(Collected data entries)
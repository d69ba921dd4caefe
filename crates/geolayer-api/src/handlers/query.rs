use std::sync::Arc;

use axum::{
    extract::{rejection::JsonRejection, State},
    Json,
};
use serde_json::Value as JsonValue;

use crate::dto::QueryResponse;
use crate::error::ApiError;
use crate::services::QueryService;
use crate::state::AppState;

pub async fn query_region(
    State(state): State<Arc<AppState>>,
    body: Result<Json<JsonValue>, JsonRejection>,
) -> Result<Json<QueryResponse>, ApiError> {
    let Json(body) = body.map_err(|e| {
        ApiError::bad_request("Invalid JSON body").with_details(e.body_text())
    })?;

    tracing::debug!("Processing region query");

    let response = QueryService::query(&state, &body).await?;

    Ok(Json(response))
}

_Task to complete:_
Go through the records and copy each one exactly.

_Task response:_
repository d69ba921dd4caefe
filename crates/geolayer-api/src/handlers/query.rs
use std::sync::Arc;

use axum::{
    extract::{rejection::JsonRejection, State},
    Json,
};
use serde_json::Value as JsonValue;

use crate::dto::QueryResponse;
use crate::error::ApiError;
use crate::services::QueryService;
use crate::state::AppState;

pub async fn query_region(
    State(state): State<Arc<AppState>>,
    body: Result<Json<JsonValue>, JsonRejection>,
) -> Result<Json<QueryResponse>, ApiError> {
    let Json(body) = body.map_err(|e| {
        ApiError::bad_request("Invalid JSON body").with_details(e.body_text())
    })?;

    tracing::debug!("Processing region query");

    let response = QueryService::query(&state, &body).await?;

    Ok(Json(response))
}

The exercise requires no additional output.